Digital product development - a spotlight on the UX phase
Good UX helps your customers solve their problems, making them feel satisfied with your products or services and building brand loyalty. In other words, effective UX gives you a competitive edge, helping you to get ahead of the competition.
With UX analysis, and a customer-centric approach come into play, businesses need to raise the bar on how they interact with and engage their customers, and anticipate their needs. Good UX is informed by an analytical and data-driven process that requires expertise, strategic thinking, a clear vision and much more.
At Convergine, we are all about putting the web to work for our customers and UX analysis is a key component of our web product development process.
Our typical web product development cycle includes UX analysis, Design, Development, Quality assurance, User acceptance testing, Launch, Maintenance and Support.
Why start with UX analysis?
The UX analysis phase is one of the most important stages in designing a product that effectively addresses customer needs, minimizes risks associated with assumptions, and ensure the product will maximize its return on investment. UX analysis findings serve as a user experience framework for designers and developers to help them make appropriate decisions throughout the process and embed user experience insights in the final product.
Step 1 – Get to know your customers
UX analysis is all about your customers. You start it by thinking about who they are, where they are located and where they spend their time, their motivations, why they use your product and services etc. This is when we ask a lot of questions in order to minimize assumptions and the risk of potential challenges in the future. There are a variety of manual and automated tools that can be used to gather this information, including surveys, group discussions, sales and competitor analysis . Conducting stakeholder interviews is one of the most efficient methods, however it can be quite a challenging and time consuming process, especially when you deal with many customer groups across your organization. What sets you up for success at this stage is engaging right people and facilitating useful conversations. If done well, you will come to informed, insight-driven conclusions.
Step 2 – Create personas
Once we have an initial set of information about our customers, it’s time to creating one or more ‘personas’ that exemplify your typical customers. Essentially, we build a profile about each specific type of customer or a user group based on their shared attributes, goals, behavior patterns etc. Your personas represents your key audience segments around which we build a product. In the context of UX, the main goal of personas is to guide the design and development teams as they build a comprehensive and functional design. Creating personas is a very collaborative exercise that require input from numerous stakeholders.
Step 3 – Map out your user journey
Once you have a good idea of who your customers are, and why and when they use your products or services, it’s time to map out the path your customer will take to do business with you online . A journey map demonstrates a customer experience or a set of steps to complete a specific task. In the digital world, tasks vary from accessing necessary information to completing a certain function, such as buying a product, paying a bill or making a reservation.

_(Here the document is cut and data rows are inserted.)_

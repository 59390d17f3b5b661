use std::path::{Path, PathBuf};

use anyhow::{Context, Result};
use clap::{Parser, Subcommand};
use tracing::info;
use tracing_subscriber::EnvFilter;

use gptcomplete::commands::{self, file};
use gptcomplete::config::Config;
use gptcomplete::document::{LineBuffer, SelectionSpan};
use gptcomplete::keystore::{Credentials, FileKeyStore, KeyStore, API_KEY, ORGANIZATION_KEY};
use gptcomplete::llm::ChatClient;

#[derive(Parser)]
#[command(
    name = "gptcomplete",
    about = "Send selections or ///GPT instructions to a completion API and splice the reply back."
)]
struct Cli {
    /// Print the edited document instead of rewriting the file
    #[arg(long, global = true)]
    stdout: bool,

    /// Print a line diff of the edit
    #[arg(long, global = true)]
    diff: bool,

    /// Model to use (overrides config)
    #[arg(long, global = true)]
    model: Option<String>,

    /// API base URL (overrides config)
    #[arg(long, global = true)]
    base_url: Option<String>,

    #[command(subcommand)]
    command: Command,
}

#[derive(Subcommand)]
enum Command {
    /// Rewrite each selection in place with the model's reply
    Replace {
        file: PathBuf,
        /// Selection as `line:col-line:col` (0-based, columns in characters)
        #[arg(short, long = "selection", required = true)]
        selections: Vec<SelectionSpan>,
        /// What to do with the code (defaults to a general cleanup)
        #[arg(short, long)]
        instruction: Option<String>,
    },
    /// Generate code from the selected request, inserted below it
    Create {
        file: PathBuf,
        #[arg(short, long)]
        selection: SelectionSpan,
    },
    /// Generate code for every `///GPT` instruction block
    Instruct { file: PathBuf },
    /// Manage stored credentials
    Key {
        #[command(subcommand)]
        action: KeyAction,
    },
    /// Inspect or initialise the config file
    Config {
        #[command(subcommand)]
        action: ConfigAction,
    },
}

#[derive(Subcommand)]
enum KeyAction {
    SetApiKey { key: String },
    SetOrganization { organization: String },
    Show,
}

#[derive(Subcommand)]
enum ConfigAction {
    Show,
    Init,
}

struct Output {
    stdout: bool,
    diff: bool,
}

#[tokio::main]
async fn main() -> Result<()> {
    tracing_subscriber::fmt()
        .with_writer(std::io::stderr)
        .with_env_filter(log_filter(std::env::var("RUST_LOG").ok().as_deref()))
        .init();

    let cli = Cli::parse();
    let mut config = Config::load();
    if let Some(model) = cli.model {
        config.model = model;
    }
    if let Some(base_url) = cli.base_url {
        config.base_url = base_url;
    }
    let output = Output {
        stdout: cli.stdout,
        diff: cli.diff,
    };

    match cli.command {
        Command::Replace {
            file,
            selections,
            instruction,
        } => {
            let client = completion_client(&config)?;
            let (mut doc, original) = read_document(&file)?;
            commands::replace_selection(&mut doc, &selections, &client, &config.language, instruction)
                .await?;
            finish(&file, &original, &doc, &output)
        }
        Command::Create { file, selection } => {
            let client = completion_client(&config)?;
            let (mut doc, original) = read_document(&file)?;
            commands::create_from_selection(&mut doc, &selection, &client, &config.language).await?;
            finish(&file, &original, &doc, &output)
        }
        Command::Instruct { file } => {
            let client = completion_client(&config)?;
            let (mut doc, original) = read_document(&file)?;
            let http = reqwest::Client::new();
            commands::create_from_instructions(&mut doc, &client, &http, &config.language).await?;
            finish(&file, &original, &doc, &output)
        }
        Command::Key { action } => run_key(&config, action),
        Command::Config { action } => run_config(&config, action),
    }
}

/// `RUST_LOG` when it parses, otherwise `gptcomplete=info`.
fn log_filter(rust_log: Option<&str>) -> EnvFilter {
    rust_log
        .and_then(|directives| EnvFilter::try_new(directives).ok())
        .unwrap_or_else(|| EnvFilter::new("gptcomplete=info"))
}

fn completion_client(config: &Config) -> Result<ChatClient> {
    let store = FileKeyStore::for_group(&config.key_group)?;
    let credentials = Credentials::load(&store, |key| std::env::var(key).ok())?;
    Ok(ChatClient::from_config(config, &credentials)?)
}

fn read_document(path: &Path) -> Result<(LineBuffer, String)> {
    let text = std::fs::read_to_string(path)
        .with_context(|| format!("failed to read {}", path.display()))?;
    Ok((LineBuffer::from_text(&text), text))
}

fn finish(path: &Path, original: &str, doc: &LineBuffer, output: &Output) -> Result<()> {
    let edited = doc.to_text();
    if output.diff {
        print!("{}", file::line_diff(original, &edited));
    }
    if output.stdout {
        print!("{edited}");
    } else if edited != original {
        file::write_atomically(path, &edited)
            .with_context(|| format!("failed to write {}", path.display()))?;
        info!("updated {}", path.display());
    } else {
        info!("no changes to {}", path.display());
    }
    Ok(())
}

fn run_key(config: &Config, action: KeyAction) -> Result<()> {
    let mut store = FileKeyStore::for_group(&config.key_group)?;
    match action {
        KeyAction::SetApiKey { key } => {
            store.set(API_KEY, key.trim())?;
            println!("API key saved to {}", store.path().display());
        }
        KeyAction::SetOrganization { organization } => {
            store.set(ORGANIZATION_KEY, organization.trim())?;
            println!("Organization saved to {}", store.path().display());
        }
        KeyAction::Show => {
            let credentials = Credentials::load(&store, |key| std::env::var(key).ok())?;
            let api_key = credentials
                .masked_api_key()
                .unwrap_or_else(|| "(not set)".into());
            let organization = credentials
                .organization
                .unwrap_or_else(|| "(not set)".into());
            println!("group:        {}", config.key_group);
            println!("api key:      {api_key}");
            println!("organization: {organization}");
        }
    }
    Ok(())
}

fn run_config(config: &Config, action: ConfigAction) -> Result<()> {
    match action {
        ConfigAction::Show => print!("{}", serde_yaml::to_string(config)?),
        ConfigAction::Init => {
            let path = config.save().map_err(anyhow::Error::msg)?;
            println!("wrote {}", path.display());
        }
    }
    Ok(())
}
//! 2D positions

/// A position in layout space
#[derive(Debug, Clone, Copy, PartialEq, Default)]
#[cfg_attr(feature = "serde", derive(serde::Serialize, serde::Deserialize))]
pub struct Point {
    pub x: f64,
    pub y: f64,
}

impl Point {
    pub fn new(x: f64, y: f64) -> Self {
        Self { x, y }
    }

    pub fn norm(&self) -> f64 {
        (self.x * self.x + self.y * self.y).sqrt()
    }
}

/// Center positions on their mean and scale so the largest coordinate
/// magnitude equals `scale`.
///
/// Layouts whose points all coincide are only centered.
pub fn rescale_layout(points: &mut [Point], scale: f64) {
    if points.is_empty() {
        return;
    }

    let n = points.len() as f64;
    let mean_x = points.iter().map(|p| p.x).sum::<f64>() / n;
    let mean_y = points.iter().map(|p| p.y).sum::<f64>() / n;

    let mut lim: f64 = 0.0;
    for p in points.iter_mut() {
        p.x -= mean_x;
        p.y -= mean_y;
        lim = lim.max(p.x.abs()).max(p.y.abs());
    }

    if lim > 0.0 {
        let factor = scale / lim;
        for p in points.iter_mut() {
            p.x *= factor;
            p.y *= factor;
        }
    }
}
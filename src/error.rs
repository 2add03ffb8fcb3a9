//! Error types for loading and rendering

use thiserror::Error;

/// Errors that can occur while loading tables or rendering figures
#[derive(Error, Debug)]
pub enum DashboardError {
    #[error("malformed input schema in {input}: missing column(s) {}", .missing.join(", "))]
    MalformedSchema { input: String, missing: Vec<String> },

    #[error("malformed input schema in {input}: duplicate column {column:?}")]
    DuplicateColumn { input: String, column: String },

    #[error("short row in {input} at row {row}: expected {expected} field(s), found {found}")]
    ShortRow {
        input: String,
        row: usize,
        expected: usize,
        found: usize,
    },

    #[error("invalid weight {value:?} in {input} at row {row}")]
    InvalidWeight { input: String, row: usize, value: String },

    #[error("invalid value {value:?} in {input} at row {row}, column {column}")]
    InvalidValue {
        input: String,
        row: usize,
        column: String,
        value: String,
    },

    #[error("invalid {name} {value:?}: expected a number")]
    InvalidParameter { name: String, value: String },

    #[error("invalid threshold {0}: must be a finite number")]
    InvalidThreshold(f64),

    #[error("invalid rescale maximum {0}: must be a finite number greater than 1")]
    InvalidRescaleMax(f64),

    #[error("CSV error: {0}")]
    Csv(#[from] csv::Error),

    #[error("I/O error on {path}: {source}")]
    Io {
        path: String,
        #[source]
        source: std::io::Error,
    },

    #[error("configuration error: {0}")]
    Config(#[from] serde_yaml::Error),
}

pub type DashboardResult<T> = Result<T, DashboardError>;
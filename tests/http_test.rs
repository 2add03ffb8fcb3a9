use axum::body::Body;
use axum::http::{Request, StatusCode};
use flavornet::config::RenderConfig;
use flavornet::dashboard::DataContext;
use flavornet::data::EdgeRecord;
use flavornet::http::{build_router, AppState};
use http_body_util::BodyExt;
use serde_json::Value;
use std::sync::Arc;
use tower::ServiceExt;

fn state() -> Arc<AppState> {
    Arc::new(AppState {
        ctx: DataContext::new(vec![
            EdgeRecord::new("a", "b", 0.1),
            EdgeRecord::new("a", "c", 0.5),
            EdgeRecord::new("b", "c", 0.9),
        ]),
        render: RenderConfig::default(),
    })
}

async fn get(uri: &str) -> (StatusCode, Value) {
    let response = build_router(state())
        .oneshot(Request::builder().uri(uri).body(Body::empty()).unwrap())
        .await
        .unwrap();
    let status = response.status();
    let bytes = response.into_body().collect().await.unwrap().to_bytes();
    (status, serde_json::from_slice(&bytes).unwrap_or(Value::Null))
}

#[tokio::test]
async fn test_status() {
    let (status, body) = get("/api/status").await;

    assert_eq!(status, StatusCode::OK);
    assert_eq!(body["status"], "healthy");
    assert_eq!(body["data"]["edges"], 3);
    assert_eq!(body["data"]["ingredients"], 3);
}

#[tokio::test]
async fn test_controls() {
    let (status, body) = get("/api/controls").await;

    assert_eq!(status, StatusCode::OK);
    assert_eq!(body["ingredients"], serde_json::json!(["a", "b", "c"]));
    assert_eq!(body["threshold"]["value"], 0.1);
    assert_eq!(body["threshold"]["marks"], serde_json::json!([0.1, 0.5, 0.9]));
}

#[tokio::test]
async fn test_figures_for_selection() {
    let (status, body) = get("/api/figures?threshold=0.3&ingredient=c").await;

    assert_eq!(status, StatusCode::OK);
    assert_eq!(body["summary"]["edges"], 2);
    assert_eq!(body["summary"]["selected_in_network"], true);
    // two edge traces + one node trace
    assert_eq!(body["network"]["data"].as_array().map(|d| d.len()), Some(3));
    assert_eq!(body["network"]["data"][0]["type"], "scattergl");
}

#[tokio::test]
async fn test_figures_default_threshold_is_minimum() {
    let (status, body) = get("/api/figures").await;

    assert_eq!(status, StatusCode::OK);
    assert_eq!(body["summary"]["threshold"], 0.1);
    assert_eq!(body["summary"]["edges"], 2);
}

#[tokio::test]
async fn test_edges_rescaled() {
    let (status, body) = get("/api/edges?threshold=0.3&k=4").await;

    assert_eq!(status, StatusCode::OK);
    assert_eq!(body["rescaled"][0]["weight"], 0.0);
    assert_eq!(body["rescaled"][1]["weight"], 3.0);
    assert_eq!(body["edges"][1]["weight"], 0.9);
}

#[tokio::test]
async fn test_bad_parameters_are_rejected() {
    let (status, body) = get("/api/figures?threshold=NaN").await;
    assert_eq!(status, StatusCode::BAD_REQUEST);
    assert!(body["error"].as_str().unwrap().contains("threshold"));

    let (status, body) = get("/api/edges?threshold=0.3&k=1").await;
    assert_eq!(status, StatusCode::BAD_REQUEST);
    assert!(body["error"].as_str().unwrap().contains("rescale"));
}

#[tokio::test]
async fn test_unparseable_numbers_get_json_errors() {
    let (status, body) = get("/api/figures?threshold=lots").await;
    assert_eq!(status, StatusCode::BAD_REQUEST);
    assert_eq!(body["error"], "invalid threshold \"lots\": expected a number");

    let (status, body) = get("/api/edges?threshold=lots").await;
    assert_eq!(status, StatusCode::BAD_REQUEST);
    assert!(body["error"].as_str().unwrap().contains("threshold"));

    let (status, body) = get("/api/edges?k=big").await;
    assert_eq!(status, StatusCode::BAD_REQUEST);
    assert!(body["error"].as_str().unwrap().contains("\"big\""));
}

#[tokio::test]
async fn test_empty_threshold_uses_default() {
    let (status, body) = get("/api/figures?threshold=&ingredient=").await;
    assert_eq!(status, StatusCode::OK);
    assert_eq!(body["summary"]["threshold"], 0.1);
    assert_eq!(body["summary"]["selected"], serde_json::Value::Null);
}

#[tokio::test]
async fn test_index_page() {
    let response = build_router(state())
        .oneshot(Request::builder().uri("/").body(Body::empty()).unwrap())
        .await
        .unwrap();
    assert_eq!(response.status(), StatusCode::OK);

    let bytes = response.into_body().collect().await.unwrap().to_bytes();
    let page = String::from_utf8_lossy(&bytes);
    assert!(page.contains("network-graph"));
}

Mapping out a detailed customer journey establishes clear objectives and creates interactions that are effortless, intuitive and fast. The number of different customer journeys depends on the customer groups and their goals/needs that were identified in the persona stage. This step is very important and can take quite a bit of time to finalize the user journeys and overall user experience landscape.

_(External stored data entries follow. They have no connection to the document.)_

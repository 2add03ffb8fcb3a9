//! CSV loading with fail-fast schema validation
//!
//! Edge tables come in two header schemas:
//! - `ingredient1, ingredient2, popularity`
//! - `ingredients, variable, value` (the melted co-occurrence matrix)
//!
//! Occurrence matrices have one key column (`Cuisine`, or `CODE`), an
//! optional label column (`region`) and one numeric column per ingredient.

use super::edge::EdgeRecord;
use crate::error::{DashboardError, DashboardResult};
use indexmap::IndexMap;
use serde::{Deserialize, Serialize};
use std::fs::File;
use std::io::Read;
use std::path::Path;
use tracing::debug;

/// Names of the three edge columns
#[derive(Debug, Clone, PartialEq, Eq, Serialize, Deserialize)]
pub struct EdgeColumns {
    pub source: String,
    pub target: String,
    pub weight: String,
}

impl EdgeColumns {
    pub fn new(source: &str, target: &str, weight: &str) -> Self {
        Self {
            source: source.to_string(),
            target: target.to_string(),
            weight: weight.to_string(),
        }
    }

    /// Header schemas recognized without configuration
    pub fn known() -> [EdgeColumns; 2] {
        [
            EdgeColumns::new("ingredient1", "ingredient2", "popularity"),
            EdgeColumns::new("ingredients", "variable", "value"),
        ]
    }

    /// Pick the first known schema fully present in `headers`
    pub fn detect(headers: &csv::StringRecord) -> Option<EdgeColumns> {
        Self::known()
            .into_iter()
            .find(|c| c.missing(headers).is_empty())
    }

    fn missing(&self, headers: &csv::StringRecord) -> Vec<String> {
        [&self.source, &self.target, &self.weight]
            .into_iter()
            .filter(|name| column_index(headers, name).is_none())
            .cloned()
            .collect()
    }
}

/// Read an edge table.
///
/// `columns` overrides header detection. `input` names the source in
/// error messages. An input without a header yields no rows.
pub fn load_edges<R: Read>(reader: R, columns: Option<&EdgeColumns>, input: &str) -> DashboardResult<Vec<EdgeRecord>> {
    let mut csv_reader = csv_reader(reader);
    let headers = csv_reader.headers()?.clone();
    if headers.is_empty() {
        return Ok(Vec::new());
    }

    let columns = match columns {
        Some(c) => c.clone(),
        None => EdgeColumns::detect(&headers).ok_or_else(|| DashboardError::MalformedSchema {
            input: input.to_string(),
            missing: EdgeColumns::known()[0].missing(&headers),
        })?,
    };

    let missing = columns.missing(&headers);
    if !missing.is_empty() {
        return Err(DashboardError::MalformedSchema {
            input: input.to_string(),
            missing,
        });
    }

    for name in [&columns.source, &columns.target, &columns.weight] {
        if headers.iter().filter(|h| h == name).count() > 1 {
            return Err(DashboardError::DuplicateColumn {
                input: input.to_string(),
                column: name.clone(),
            });
        }
    }

    // Indices are present after the check above
    let source_idx = column_index(&headers, &columns.source).unwrap_or_default();
    let target_idx = column_index(&headers, &columns.target).unwrap_or_default();
    let weight_idx = column_index(&headers, &columns.weight).unwrap_or_default();

    let mut edges = Vec::new();
    for (i, record) in csv_reader.records().enumerate() {
        let record = record?;
        let row = i + 1;
        check_row_len(&record, headers.len(), row, input)?;
        let raw = record.get(weight_idx).unwrap_or("");
        let weight = match raw.parse::<f64>() {
            Ok(w) if w.is_finite() && w >= 0.0 => w,
            _ => {
                return Err(DashboardError::InvalidWeight {
                    input: input.to_string(),
                    row,
                    value: raw.to_string(),
                })
            }
        };

        edges.push(EdgeRecord::new(
            record.get(source_idx).unwrap_or(""),
            record.get(target_idx).unwrap_or(""),
            weight,
        ));
    }

    debug!("Loaded {} edges from {}", edges.len(), input);
    Ok(edges)
}

/// Read an edge table from a file
pub fn load_edges_from_path(path: impl AsRef<Path>, columns: Option<&EdgeColumns>) -> DashboardResult<Vec<EdgeRecord>> {
    let path = path.as_ref();
    load_edges(open(path)?, columns, &path.display().to_string())
}

/// Ingredient values per row key (cuisine or country code)
#[derive(Debug, Clone, Default, PartialEq, Serialize)]
pub struct OccurrenceMatrix {
    /// Row keys in file order
    pub keys: Vec<String>,
    /// Row labels aligned with `keys`, when a label column was read
    pub labels: Option<Vec<String>>,
    /// Ingredient name -> values aligned with `keys`
    pub columns: IndexMap<String, Vec<f64>>,
}

impl OccurrenceMatrix {
    /// Values of one ingredient, aligned with `keys`
    pub fn column(&self, ingredient: &str) -> Option<&[f64]> {
        self.columns.get(ingredient).map(|v| v.as_slice())
    }

    pub fn ingredients(&self) -> impl Iterator<Item = &str> {
        self.columns.keys().map(|k| k.as_str())
    }

    pub fn row_count(&self) -> usize {
        self.keys.len()
    }

    /// Label of row `idx`, falling back to its key
    pub fn label(&self, idx: usize) -> &str {
        self.labels
            .as_ref()
            .and_then(|l| l.get(idx))
            .unwrap_or(&self.keys[idx])
    }
}

/// Read an occurrence matrix.
///
/// `key_column` is required. `label_column`, when given, is required too.
/// Empty cells read as `0.0`.
pub fn load_matrix<R: Read>(
    reader: R,
    key_column: &str,
    label_column: Option<&str>,
    input: &str,
) -> DashboardResult<OccurrenceMatrix> {
    let mut csv_reader = csv_reader(reader);
    let headers = csv_reader.headers()?.clone();
    if headers.is_empty() {
        return Ok(OccurrenceMatrix::default());
    }

    let mut missing = Vec::new();
    let key_idx = column_index(&headers, key_column);
    if key_idx.is_none() {
        missing.push(key_column.to_string());
    }
    let label_idx = label_column.map(|name| (name, column_index(&headers, name)));
    if let Some((name, None)) = label_idx {
        missing.push(name.to_string());
    }
    let (Some(key_idx), true) = (key_idx, missing.is_empty()) else {
        return Err(DashboardError::MalformedSchema {
            input: input.to_string(),
            missing,
        });
    };
    let label_idx = label_idx.and_then(|(_, idx)| idx);
    check_unique(&headers, input)?;

    // Every other column is an ingredient
    let ingredient_cols: Vec<(usize, String)> = headers
        .iter()
        .enumerate()
        .filter(|(i, _)| *i != key_idx && Some(*i) != label_idx)
        .map(|(i, name)| (i, name.to_string()))
        .collect();

    let mut matrix = OccurrenceMatrix {
        labels: label_idx.map(|_| Vec::new()),
        columns: ingredient_cols
            .iter()
            .map(|(_, name)| (name.clone(), Vec::new()))
            .collect(),
        ..Default::default()
    };

    for (i, record) in csv_reader.records().enumerate() {
        let record = record?;
        let row = i + 1;
        check_row_len(&record, headers.len(), row, input)?;
        matrix.keys.push(record.get(key_idx).unwrap_or("").to_string());
        if let (Some(labels), Some(idx)) = (matrix.labels.as_mut(), label_idx) {
            labels.push(record.get(idx).unwrap_or("").to_string());
        }

        for (idx, name) in &ingredient_cols {
            let raw = record.get(*idx).unwrap_or("");
            let value = parse_cell(raw).ok_or_else(|| DashboardError::InvalidValue {
                input: input.to_string(),
                row,
                column: name.clone(),
                value: raw.to_string(),
            })?;
            if let Some(values) = matrix.columns.get_mut(name) {
                values.push(value);
            }
        }
    }

    debug!(
        "Loaded {} rows x {} ingredients from {}",
        matrix.row_count(),
        matrix.columns.len(),
        input
    );
    Ok(matrix)
}

/// Read an occurrence matrix from a file
pub fn load_matrix_from_path(
    path: impl AsRef<Path>,
    key_column: &str,
    label_column: Option<&str>,
) -> DashboardResult<OccurrenceMatrix> {
    let path = path.as_ref();
    load_matrix(open(path)?, key_column, label_column, &path.display().to_string())
}

fn csv_reader<R: Read>(reader: R) -> csv::Reader<R> {
    csv::ReaderBuilder::new()
        .trim(csv::Trim::All)
        .flexible(true)
        .from_reader(reader)
}

fn column_index(headers: &csv::StringRecord, name: &str) -> Option<usize> {
    headers.iter().position(|h| h == name)
}

fn check_unique(headers: &csv::StringRecord, input: &str) -> DashboardResult<()> {
    let mut seen = indexmap::IndexSet::new();
    for name in headers.iter() {
        if !seen.insert(name) {
            return Err(DashboardError::DuplicateColumn {
                input: input.to_string(),
                column: name.to_string(),
            });
        }
    }
    Ok(())
}

/// Longer rows are accepted; trailing extra fields are ignored
fn check_row_len(record: &csv::StringRecord, expected: usize, row: usize, input: &str) -> DashboardResult<()> {
    if record.len() < expected {
        return Err(DashboardError::ShortRow {
            input: input.to_string(),
            row,
            expected,
            found: record.len(),
        });
    }
    Ok(())
}

fn parse_cell(raw: &str) -> Option<f64> {
    if raw.is_empty() {
        return Some(0.0);
    }
    raw.parse::<f64>().ok().filter(|v| v.is_finite())
}

fn open(path: &Path) -> DashboardResult<File> {
    File::open(path).map_err(|source| DashboardError::Io {
        path: path.display().to_string(),
        source,
    })
}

When done right from the very beginning, you set a solid foundation for interaction between customers and your business.
Step 4 – Design the information architecture (IA)
IA goes hand-in-hand with UX and is a structure for designers and developers to build upon. At this stage, information is grouped in a logical and usually linear way (based on our user groups, scenarios, goals and supporting analytics) to ensure customers can easily navigate and consume information, and achieve their desired goals. A technique called ‘card sorting’ is an efficient collaborative exercise enabling us to categorize content and form a rough first draft of the IA.
It is also good practice to test IA by engaging users or customer focus group. The goal of this step is to test our IA, not users and their behaviour. Utilizing a “tree testing” usability technique (used as a follow-up to card sorting) enables us to evaluate and validate the performance of potential IA options.
The outcome of good usability testing is the identification of gaps in the content flow and the insight to refine categories and eliminate unnecessary steps well in advance of design and development phases.
Step 5 – Draw wireframes
Building wireframes precedes the design stage and allows us to arrange content and visualize its structure and concept. Clickable wireframes serve as a useful low-fidelity prototype that enables us to test a user interaction using an actual interface for the first time.
Colors, typeface, overall look and feel and functionality will come into play later. Think of it as an architectural blueprint showing how to build a house before decisions are made about what colors, materials and style will be used.
Why are wireframes so important? Firstly, at this stage we have more flexibility to make changes based on customer feedback and experiment with options. Secondly, it costs less to adopt desired changes now than during the design stage.
Wireframes also help developers advise on how viable ideas are and whether they can be executed from a technical point of view.
Once the customer and UX team are happy with a blueprint of the proposed solution, we are moving to the actual design of the user interface (UI). Designers now take the reins to convert UX intent into prototypes supported by visual language such as look, feel and brand identity elements.